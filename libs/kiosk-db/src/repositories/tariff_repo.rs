use std::collections::HashMap;

use anyhow::{Context, Result};
use sqlx::PgPool;

use crate::models::catalog::{Channel, Tariff, TariffDuration, TariffWithCategory};

#[derive(Debug, Clone)]
pub struct NewTariff {
    pub name: String,
    pub description: String,
    pub price: i64,
    pub t_type: String,
    pub payload: String,
    pub status_name: Option<String>,
    pub category_id: Option<i64>,
}

#[derive(Debug, Clone)]
pub struct TariffRepository {
    pool: PgPool,
}

impl TariffRepository {
    pub fn new(pool: PgPool) -> Self {
        Self { pool }
    }

    pub async fn list_all(&self) -> Result<Vec<TariffWithCategory>> {
        sqlx::query_as::<_, TariffWithCategory>(
            "SELECT t.id, t.name, t.description, t.price, t.t_type, t.payload, t.status_name, t.category_id, \
                    COALESCE(c.name, '') AS category_name \
             FROM tariffs t LEFT JOIN categories c ON c.id = t.category_id \
             ORDER BY LOWER(t.name)",
        )
        .fetch_all(&self.pool)
        .await
        .context("Failed to fetch tariffs")
    }

    pub async fn list_by_category(&self, category_id: i64) -> Result<Vec<Tariff>> {
        sqlx::query_as::<_, Tariff>(
            "SELECT id, name, description, price, t_type, payload, status_name, category_id \
             FROM tariffs WHERE category_id = $1 ORDER BY LOWER(name)",
        )
        .bind(category_id)
        .fetch_all(&self.pool)
        .await
        .context("Failed to fetch tariffs by category")
    }

    pub async fn list_uncategorized(&self) -> Result<Vec<Tariff>> {
        sqlx::query_as::<_, Tariff>(
            "SELECT id, name, description, price, t_type, payload, status_name, category_id \
             FROM tariffs WHERE category_id IS NULL ORDER BY LOWER(name)",
        )
        .fetch_all(&self.pool)
        .await
        .context("Failed to fetch uncategorized tariffs")
    }

    pub async fn get(&self, id: i64) -> Result<Option<Tariff>> {
        sqlx::query_as::<_, Tariff>(
            "SELECT id, name, description, price, t_type, payload, status_name, category_id \
             FROM tariffs WHERE id = $1",
        )
        .bind(id)
        .fetch_optional(&self.pool)
        .await
        .context("Failed to fetch tariff")
    }

    pub async fn create(&self, tariff: NewTariff) -> Result<i64> {
        sqlx::query_scalar(
            "INSERT INTO tariffs (name, description, price, t_type, payload, status_name, category_id) \
             VALUES ($1, $2, $3, $4, $5, $6, $7) RETURNING id",
        )
        .bind(tariff.name.trim())
        .bind(tariff.description.trim())
        .bind(tariff.price)
        .bind(&tariff.t_type)
        .bind(&tariff.payload)
        .bind(&tariff.status_name)
        .bind(tariff.category_id)
        .fetch_one(&self.pool)
        .await
        .context("Failed to create tariff")
    }

    /// `payload`/`status_name` are only overwritten when the form submitted
    /// them; the tariff type itself is immutable after creation.
    pub async fn update(
        &self,
        id: i64,
        name: &str,
        description: &str,
        price: i64,
        category_id: Option<i64>,
        payload: Option<&str>,
        status_name: Option<&str>,
    ) -> Result<()> {
        sqlx::query(
            "UPDATE tariffs SET name = $1, description = $2, price = $3, category_id = $4, \
                    payload = COALESCE($5, payload), status_name = COALESCE($6, status_name) \
             WHERE id = $7",
        )
        .bind(name.trim())
        .bind(description.trim())
        .bind(price)
        .bind(category_id)
        .bind(payload)
        .bind(status_name)
        .bind(id)
        .execute(&self.pool)
        .await
        .context("Failed to update tariff")?;
        Ok(())
    }

    /// Also drops per-tariff payment markers; durations, channel bindings
    /// and bundle membership go away via ON DELETE CASCADE.
    pub async fn delete(&self, id: i64) -> Result<()> {
        let mut tx = self.pool.begin().await?;

        sqlx::query("DELETE FROM payments WHERE tariff_id = $1")
            .bind(id)
            .execute(&mut *tx)
            .await?;

        sqlx::query("DELETE FROM tariffs WHERE id = $1")
            .bind(id)
            .execute(&mut *tx)
            .await?;

        tx.commit().await.context("Failed to delete tariff")?;
        Ok(())
    }

    pub async fn durations(&self, tariff_id: i64) -> Result<Vec<TariffDuration>> {
        sqlx::query_as::<_, TariffDuration>(
            "SELECT id, tariff_id, name, seconds, price, is_default \
             FROM tariff_durations WHERE tariff_id = $1 ORDER BY seconds",
        )
        .bind(tariff_id)
        .fetch_all(&self.pool)
        .await
        .context("Failed to fetch tariff durations")
    }

    /// At most one default per tariff: inserting a new default clears the
    /// others in the same transaction.
    pub async fn add_duration(
        &self,
        tariff_id: i64,
        name: &str,
        seconds: i64,
        price: i64,
        is_default: bool,
    ) -> Result<()> {
        let mut tx = self.pool.begin().await?;

        if is_default {
            sqlx::query("UPDATE tariff_durations SET is_default = FALSE WHERE tariff_id = $1")
                .bind(tariff_id)
                .execute(&mut *tx)
                .await?;
        }

        sqlx::query(
            "INSERT INTO tariff_durations (tariff_id, name, seconds, price, is_default) \
             VALUES ($1, $2, $3, $4, $5)",
        )
        .bind(tariff_id)
        .bind(name.trim())
        .bind(seconds)
        .bind(price)
        .bind(is_default)
        .execute(&mut *tx)
        .await?;

        tx.commit().await.context("Failed to add tariff duration")?;
        Ok(())
    }

    pub async fn delete_duration(&self, duration_id: i64) -> Result<()> {
        sqlx::query("DELETE FROM tariff_durations WHERE id = $1")
            .bind(duration_id)
            .execute(&self.pool)
            .await
            .context("Failed to delete tariff duration")?;
        Ok(())
    }

    pub async fn channel_ids(&self, tariff_id: i64) -> Result<Vec<i64>> {
        sqlx::query_scalar("SELECT channel_id FROM tariff_channels WHERE tariff_id = $1")
            .bind(tariff_id)
            .fetch_all(&self.pool)
            .await
            .context("Failed to fetch tariff channels")
    }

    pub async fn channels_map(&self) -> Result<HashMap<i64, Channel>> {
        let rows = sqlx::query_as::<_, Channel>("SELECT id, title, invite_link FROM channels")
            .fetch_all(&self.pool)
            .await
            .context("Failed to fetch channels")?;
        Ok(rows.into_iter().map(|c| (c.id, c)).collect())
    }

    pub async fn bundle_items(&self, bundle_id: i64) -> Result<Vec<i64>> {
        sqlx::query_scalar("SELECT item_tariff_id FROM bundle_items WHERE bundle_id = $1")
            .bind(bundle_id)
            .fetch_all(&self.pool)
            .await
            .context("Failed to fetch bundle items")
    }

    /// Replaces the bundle composition. A bundle never contains itself and
    /// duplicate submissions collapse into one row.
    pub async fn set_bundle_items(&self, bundle_id: i64, item_ids: &[i64]) -> Result<()> {
        let mut tx = self.pool.begin().await?;

        sqlx::query("DELETE FROM bundle_items WHERE bundle_id = $1")
            .bind(bundle_id)
            .execute(&mut *tx)
            .await?;

        for item_id in item_ids {
            if *item_id == bundle_id {
                continue;
            }
            sqlx::query(
                "INSERT INTO bundle_items (bundle_id, item_tariff_id) VALUES ($1, $2) \
                 ON CONFLICT DO NOTHING",
            )
            .bind(bundle_id)
            .bind(item_id)
            .execute(&mut *tx)
            .await?;
        }

        tx.commit().await.context("Failed to update bundle items")?;
        Ok(())
    }
}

■ Task requirements: Every record must be transcribed precisely, down to the last character.

■ Result of this exercise:
filename libs/kiosk-db/src/repositories/tariff_repo.rs
use std::collections::HashMap;

use anyhow::{Context, Result};
use sqlx::PgPool;

use crate::models::catalog::{Channel, Tariff, TariffDuration, TariffWithCategory};

#[derive(Debug, Clone)]
pub struct NewTariff {
    pub name: String,
    pub description: String,
    pub price: i64,
    pub t_type: String,
    pub payload: String,
    pub status_name: Option<String>,
    pub category_id: Option<i64>,
}

#[derive(Debug, Clone)]
pub struct TariffRepository {
    pool: PgPool,
}

impl TariffRepository {
    pub fn new(pool: PgPool) -> Self {
        Self { pool }
    }

    pub async fn list_all(&self) -> Result<Vec<TariffWithCategory>> {
        sqlx::query_as::<_, TariffWithCategory>(
            "SELECT t.id, t.name, t.description, t.price, t.t_type, t.payload, t.status_name, t.category_id, \
                    COALESCE(c.name, '') AS category_name \
             FROM tariffs t LEFT JOIN categories c ON c.id = t.category_id \
             ORDER BY LOWER(t.name)",
        )
        .fetch_all(&self.pool)
        .await
        .context("Failed to fetch tariffs")
    }

    pub async fn list_by_category(&self, category_id: i64) -> Result<Vec<Tariff>> {
        sqlx::query_as::<_, Tariff>(
            "SELECT id, name, description, price, t_type, payload, status_name, category_id \
             FROM tariffs WHERE category_id = $1 ORDER BY LOWER(name)",
        )
        .bind(category_id)
        .fetch_all(&self.pool)
        .await
        .context("Failed to fetch tariffs by category")
    }

    pub async fn list_uncategorized(&self) -> Result<Vec<Tariff>> {
        sqlx::query_as::<_, Tariff>(
            "SELECT id, name, description, price, t_type, payload, status_name, category_id \
             FROM tariffs WHERE category_id IS NULL ORDER BY LOWER(name)",
        )
        .fetch_all(&self.pool)
        .await
        .context("Failed to fetch uncategorized tariffs")
    }

    pub async fn get(&self, id: i64) -> Result<Option<Tariff>> {
        sqlx::query_as::<_, Tariff>(
            "SELECT id, name, description, price, t_type, payload, status_name, category_id \
             FROM tariffs WHERE id = $1",
        )
        .bind(id)
        .fetch_optional(&self.pool)
        .await
        .context("Failed to fetch tariff")
    }

    pub async fn create(&self, tariff: NewTariff) -> Result<i64> {
        sqlx::query_scalar(
            "INSERT INTO tariffs (name, description, price, t_type, payload, status_name, category_id) \
             VALUES ($1, $2, $3, $4, $5, $6, $7) RETURNING id",
        )
        .bind(tariff.name.trim())
        .bind(tariff.description.trim())
        .bind(tariff.price)
        .bind(&tariff.t_type)
        .bind(&tariff.payload)
        .bind(&tariff.status_name)
        .bind(tariff.category_id)
        .fetch_one(&self.pool)
        .await
        .context("Failed to create tariff")
    }

    /// `payload`/`status_name` are only overwritten when the form submitted
    /// them; the tariff type itself is immutable after creation.
    pub async fn update(
        &self,
        id: i64,
        name: &str,
        description: &str,
        price: i64,
        category_id: Option<i64>,
        payload: Option<&str>,
        status_name: Option<&str>,
    ) -> Result<()> {
        sqlx::query(
            "UPDATE tariffs SET name = $1, description = $2, price = $3, category_id = $4, \
                    payload = COALESCE($5, payload), status_name = COALESCE($6, status_name) \
             WHERE id = $7",
        )
        .bind(name.trim())
        .bind(description.trim())
        .bind(price)
        .bind(category_id)
        .bind(payload)
        .bind(status_name)
        .bind(id)
        .execute(&self.pool)
        .await
        .context("Failed to update tariff")?;
        Ok(())
    }

    /// Also drops per-tariff payment markers; durations, channel bindings
    /// and bundle membership go away via ON DELETE CASCADE.
    pub async fn delete(&self, id: i64) -> Result<()> {
        let mut tx = self.pool.begin().await?;

        sqlx::query("DELETE FROM payments WHERE tariff_id = $1")
            .bind(id)
            .execute(&mut *tx)
            .await?;

        sqlx::query("DELETE FROM tariffs WHERE id = $1")
            .bind(id)
            .execute(&mut *tx)
            .await?;

        tx.commit().await.context("Failed to delete tariff")?;
        Ok(())
    }

    pub async fn durations(&self, tariff_id: i64) -> Result<Vec<TariffDuration>> {
        sqlx::query_as::<_, TariffDuration>(
            "SELECT id, tariff_id, name, seconds, price, is_default \
             FROM tariff_durations WHERE tariff_id = $1 ORDER BY seconds",
        )
        .bind(tariff_id)
        .fetch_all(&self.pool)
        .await
        .context("Failed to fetch tariff durations")
    }

    /// At most one default per tariff: inserting a new default clears the
    /// others in the same transaction.
    pub async fn add_duration(
        &self,
        tariff_id: i64,
        name: &str,
        seconds: i64,
        price: i64,
        is_default: bool,
    ) -> Result<()> {
        let mut tx = self.pool.begin().await?;

        if is_default {
            sqlx::query("UPDATE tariff_durations SET is_default = FALSE WHERE tariff_id = $1")
                .bind(tariff_id)
                .execute(&mut *tx)
                .await?;
        }

        sqlx::query(
            "INSERT INTO tariff_durations (tariff_id, name, seconds, price, is_default) \
             VALUES ($1, $2, $3, $4, $5)",
        )
        .bind(tariff_id)
        .bind(name.trim())
        .bind(seconds)
        .bind(price)
        .bind(is_default)
        .execute(&mut *tx)
        .await?;

        tx.commit().await.context("Failed to add tariff duration")?;
        Ok(())
    }

    pub async fn delete_duration(&self, duration_id: i64) -> Result<()> {
        sqlx::query("DELETE FROM tariff_durations WHERE id = $1")
            .bind(duration_id)
            .execute(&self.pool)
            .await
            .context("Failed to delete tariff duration")?;
        Ok(())
    }

    pub async fn channel_ids(&self, tariff_id: i64) -> Result<Vec<i64>> {
        sqlx::query_scalar("SELECT channel_id FROM tariff_channels WHERE tariff_id = $1")
            .bind(tariff_id)
            .fetch_all(&self.pool)
            .await
            .context("Failed to fetch tariff channels")
    }

    pub async fn channels_map(&self) -> Result<HashMap<i64, Channel>> {
        let rows = sqlx::query_as::<_, Channel>("SELECT id, title, invite_link FROM channels")
            .fetch_all(&self.pool)
            .await
            .context("Failed to fetch channels")?;
        Ok(rows.into_iter().map(|c| (c.id, c)).collect())
    }

    pub async fn bundle_items(&self, bundle_id: i64) -> Result<Vec<i64>> {
        sqlx::query_scalar("SELECT item_tariff_id FROM bundle_items WHERE bundle_id = $1")
            .bind(bundle_id)
            .fetch_all(&self.pool)
            .await
            .context("Failed to fetch bundle items")
    }

    /// Replaces the bundle composition. A bundle never contains itself and
    /// duplicate submissions collapse into one row.
    pub async fn set_bundle_items(&self, bundle_id: i64, item_ids: &[i64]) -> Result<()> {
        let mut tx = self.pool.begin().await?;

        sqlx::query("DELETE FROM bundle_items WHERE bundle_id = $1")
            .bind(bundle_id)
            .execute(&mut *tx)
            .await?;

        for item_id in item_ids {
            if *item_id == bundle_id {
                continue;
            }
            sqlx::query(
                "INSERT INTO bundle_items (bundle_id, item_tariff_id) VALUES ($1, $2) \
                 ON CONFLICT DO NOTHING",
            )
            .bind(bundle_id)
            .bind(item_id)
            .execute(&mut *tx)
            .await?;
        }

        tx.commit().await.context("Failed to update bundle items")?;
        Ok(())
    }
}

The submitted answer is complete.